Wholesalers are also charged for the privilege of conveying fair trade goods. 90% of the Fairtrade Foundation’s unrestricted income in 2005 was derived from these charges to wholesalers and 50% of this income was spent on marketing and campaigning – often described as “educational activities”. It would take a whole series of articles to unpick the tangled web of information in the Fairtrade Foundation’s educational materials. But, tellingly, there is no recognition that the key to prosperity for farmers in under-developed countries is the ability to seek alternative economic opportunities, underpinned by effective legal, political and economic institutions within the countries concerned. Given the allegations of corruption that have been made against some controllers of fair trade cooperatives, perhaps more resources should be allocated to the monitoring and labelling functions and less to campaigning and marketing under the guise of education.
Thus, as far as the economics is concerned, the claims of “fair traders” are rather shallowly rooted. But the Fairtrade Labelling Organisation also claims to monitor the working conditions of those employed by its suppliers. There might be something in this. But the best working conditions in poor countries are almost always provided, perhaps surprisingly, by transnational corporations. The cooperative model encouraged by fair trade, though part of the rich tapestry that makes up the market economy, has generally been shown to stifle innovation and suppress incentives and efficiency. There are few successful cooperatives in most modern economies and those that do exist, with the John Lewis partnership being the most notable exception in the UK, are in niche areas of the economy. There is a good reason for this.

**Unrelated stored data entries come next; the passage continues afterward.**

use leptos::prelude::*;
use leptos::task::spawn_local;
use medizap::{AppRoute, RouteGuard};

use crate::api::use_api;
use crate::auth::{use_profile, use_session};
use crate::feed::provide_feed;
use crate::web::firebase::FirebaseApp;
use crate::web::router::Link;
use crate::web::storage::Theme;

/// 页面通知：消息内容, 是否出错
#[derive(Clone, Copy)]
pub struct Notice(RwSignal<Option<(String, bool)>>);

impl Notice {
    pub fn success(&self, msg: impl Into<String>) {
        self.0.set(Some((msg.into(), false)));
    }

    pub fn error(&self, msg: impl Into<String>) {
        self.0.set(Some((msg.into(), true)));
    }
}

pub fn use_notice() -> Notice {
    use_context::<Notice>().expect("Notice should be provided")
}

/// 侧边栏条目
fn nav_items() -> [(&'static str, AppRoute); 5] {
    [
        ("Home", AppRoute::Dashboard),
        ("Profile", AppRoute::Profile),
        ("Reminders", AppRoute::Reminders),
        ("Upload Prescription", AppRoute::Section("upload-prescription".into())),
        ("Chatbot Page", AppRoute::Section("chatbot-page".into())),
    ]
}

#[component]
fn Sidebar() -> impl IntoView {
    let profile = use_profile();
    let session = use_session();

    let items = nav_items()
        .into_iter()
        .map(|(label, route)| {
            let enabled = {
                let route = route.clone();
                Signal::derive(move || profile.check.with(|p| RouteGuard::allows_link(p, &route)))
            };
            view! {
                <li>
                    <Link to=route enabled=enabled>
                        {label}
                    </Link>
                </li>
            }
        })
        .collect_view();

    view! {
        <aside class="w-64 min-h-full bg-base-100 shadow-xl flex flex-col">
            <div class="p-4 text-2xl font-bold text-primary">"Medizap"</div>
            <ul class="menu p-4 flex-1 gap-1">{items}</ul>
            <div class="p-4">
                <button class="btn btn-outline btn-error w-full" on:click=move |_| session.sign_out()>
                    "Logout"
                </button>
            </div>
        </aside>
    }
}

/// 仪表盘布局：问候语、紧急按钮、侧边栏与主题切换
///
/// 提供提醒列表上下文；布局卸载时退订。
#[component]
pub fn DashboardLayout(children: Children) -> impl IntoView {
    let app = use_context::<StoredValue<FirebaseApp, LocalStorage>>()
        .expect("FirebaseApp should be provided");
    let session = use_session();
    let profile = use_profile();
    let api = use_api();

    provide_feed(&app.get_value(), session);

    let notice = Notice(RwSignal::new(None));
    provide_context(notice);

    let theme = RwSignal::new(Theme::load());
    Effect::new(move |_| theme.get().apply());

    let sending = RwSignal::new(false);
    let on_emergency = move |_| {
        if sending.get_untracked() {
            return;
        }
        sending.set(true);
        spawn_local(async move {
            match api.send_emergency_alert().await {
                Ok(resp) => notice.success(resp.message),
                Err(e) => {
                    log::error!(target: "medizap::api", "Emergency alert failed: {}", e);
                    notice.error(format!("Failed to send emergency alert: {}", e.message()));
                }
            }
            sending.set(false);
        });
    };

    // 3秒后清除通知
    Effect::new(move |_| {
        if notice.0.get().is_some() {
            set_timeout(
                move || notice.0.set(None),
                std::time::Duration::from_secs(3),
            );
        }
    });

    let greeting = move || {
        session
            .state
            .with(|s| s.current.as_ref().map(|c| c.greeting_name().to_string()))
            .unwrap_or_else(|| "User".to_string())
    };

    view! {
        <div class="flex min-h-screen bg-base-200">
            <Sidebar />
            <div class="flex-1 flex flex-col">
                <div class="navbar bg-base-100 shadow">
                    <div class="flex-1">
                        <span class="text-xl font-semibold px-4">"Welcome, " {greeting}</span>
                    </div>
                    <div class="flex-none gap-2">
                        <button class="btn btn-ghost" on:click=move |_| theme.update(|t| *t = t.toggled())>
                            {move || if theme.get() == Theme::Dark { "Light mode" } else { "Dark mode" }}
                        </button>
                        <button class="btn btn-error" disabled=move || sending.get() on:click=on_emergency>
                            {move || if sending.get() { "Sending..." } else { "Emergency" }}
                        </button>
                    </div>
                </div>

                <Show when=move || profile.check.with(|p| p.action_required())>
                    <div role="alert" class="alert alert-warning m-4">
                        <span>"Please complete your profile to unlock the rest of the dashboard."</span>
                    </div>
                </Show>

                <Show when=move || notice.0.get().is_some()>
                    <div class="toast toast-top toast-end z-50">
                        <div class=move || {
                            if notice.0.with(|n| n.as_ref().is_some_and(|(_, is_err)| *is_err)) {
                                "alert alert-error shadow-lg"
                            } else {
                                "alert alert-success shadow-lg"
                            }
                        }>
                            <span>{move || notice.0.with(|n| n.as_ref().map(|(m, _)| m.clone()).unwrap_or_default())}</span>
                        </div>
                    </div>
                </Show>

                <main class="p-4 md:p-8 flex-1">{children()}</main>
            </div>
        </div>
    }
}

In modern society we are taught to be questioning, indeed cynical, about almost everything we are told by authority, including Church teaching. But when we are told that our parishes should become “fair trade churches” or, as Governors, that our schools should be “fair trade schools” even reasoned argument and criticism seems beyond the pale. Should one ostentatiously spread word about one’s personal charitable giving then, rightly, our fellow Christians would disapprove. But we feel obliged to tell the world about purchasing fair trade products despite the fact that only a fraction of the extra cost is likely to find its way back to the grower.
Let’s get it in context. As a niche market, like many other similar movements in the past, such as the Cooperative movement and the Friendly Society movement, it probably does some good. Fair trade can be helpful, but it is not the answer to the under-development of poor countries. It is perfectly understandable that consumers might want to have a better understanding about the supply chain of their products and fair trade might provide them with that. But, as a generalised model it is not likely to succeed and there are many other mechanisms around in the market for achieving similar objectives. Just to give one example, the mobile phone probably does more in Africa today to spread information about the best prices that primary producers can achieve than the fair trade movement. Its impact is tremendous. I await the first “Vodafone diocese” but, somehow, I think I shall be waiting a long time. Whether to buy fair trade products is a matter for personal judgement.